FED – タカ派的な船出、フォワード・ガイダンスの後退
先週、FRBは政策金利を3.50%~3.75%に据え置き、市場の予想通りとなりました。ケビン・ウォーシュ氏は初登場ながら安定感と信頼感のある発言を行いましたが、そのトーンおよびインフレ見通しの引き上げが相まって、市場はタカ派的に反応しました。その結果、短期ゾーンの金利は10bp超上昇しました。
しかし、記者会見後にはFRBの信認に対する懸念はやや後退しました。中東情勢の進展も追い風となり、長期金利は低下し、長期インフレ期待も落ち着きを見せました。それでもなお、FRBの政策運営には今後重要な変化が見込まれます。今回の声明文の簡略化は、より広範なコミュニケーション戦略の転換の第一歩に過ぎない可能性があります。
ウォーシュ氏はドットチャートを示さず、市場はFRBがどう動くかを先読みするのではなく、発表される経済データそのものに基づいて判断してほしいと強調しました。これは、金融政策の新たなアプローチを示唆しています。FOMCはフォワード・ガイダンスによる制約を緩和し、その結果、短期金利の変動は今後より大きくなると考えられます。7月会合における利上げ確率は50%弱にとどまっていますが、仮に明確なタカ派シフトが進行すれば、金利市場の不安定化を招くとともに、ドルのさらなる上昇の材料となる可能性があります。
UK – スターマー氏辞任、リーダー争いへ
先週木曜日、アンディ・バーナム氏が注目されていたメーカーフィールド補欠選挙に勝利し、ウェストミンスターの議席を獲得しました。これにより、キーア・スターマー氏に対する政治的圧力が一段と強まりました。こうした圧力は週明け月曜日に頂点に達し、スターマー氏は辞任を発表しました。あわせて、労働党は9月までに新党首が選出される見通しを示しました。もっとも、市場の反応は非常に限定的でした。今回の動きはある程度予想されており、すでにリーダー交代が織り込まれていたためです。
今後の焦点は、バーナム政権の後任として誰がリーダーに就任するか、そしてその新リーダーが現行の政策路線を維持するのか、それとも変更するのかにあります。特に重要なのは、レイチェル・リーブス氏による財政運営と現在の財政ルールを引き継ぐのか、それともより緩和的な財政スタンスへと転換するのかという点です。エネルギー支援や防衛費の増加など、どのシナリオでも財政への圧力は依然として高い状況です。そのため、今後追加的な支出を行うには、財政ルールの見直しか、あるいは増税といった対応が必要になると考えられます。
現時点では政権移行は秩序立って進んでいるように見えますが、もしリーブス氏の財政方針からの逸脱を示す兆候があれば、英国債やポンド相場が再び市場の注目を集める可能性があります。こうした政治情勢の中で、イングランド銀行(BoE)は先週、予想通り政策金利を据え置き、ガイダンスも大きく変更しませんでした。今後、経済指標の弱さが続き、労働市場も軟調な状態が続く場合、BoEは政治的不確実性の高まりと景気の減速という、両方のリスクに直面することになります。
各国中央銀行 – 異なる動きを見せる金融政策
先週の各国中央銀行の決定は、世界経済が一様ではなく、地域ごとに異なる状況にあることを示しました。
ブラジルでは、中銀(BCB)が政策金利を0.25%引き下げ、14.25%としました。非常に高い実質金利が維持されているため、引き続き段階的な利下げを行う余地がある状況です。ただし、インフレ予想は依然として高止まりしており、財政リスクも残っています。さらに、経済自体も底堅いため、利下げは引き続き慎重かつデータ次第で進められる見通しです。

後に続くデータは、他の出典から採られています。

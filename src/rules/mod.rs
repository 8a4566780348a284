//! Game rules: the Pig turn/score state machine.

pub mod engine;

pub use engine::{GameSnapshot, GameStatus, HoldOutcome, PigGame};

日本は逆の動きを見せました。日銀は政策金利を0.25%引き上げ、1%とし、金融政策の正常化を進めています。背景には円安の進行があり、為替介入だけでは対応が不十分であるため、利上げも含めた対応が必要とされています。
アジアでは、インドネシアやフィリピンも防衛的な観点から利上げを実施しました。今年初めに通貨が大きく下落したことを受け、為替の安定を図る狙いがあります。
市場へのメッセージは明確です。一部の国では、依然として高い実質金利を背景に、利下げの余地が残っていますが、他の国々では、インフレ期待の抑制や通貨の安定を優先せざるをえず、利上げを余儀なくされています。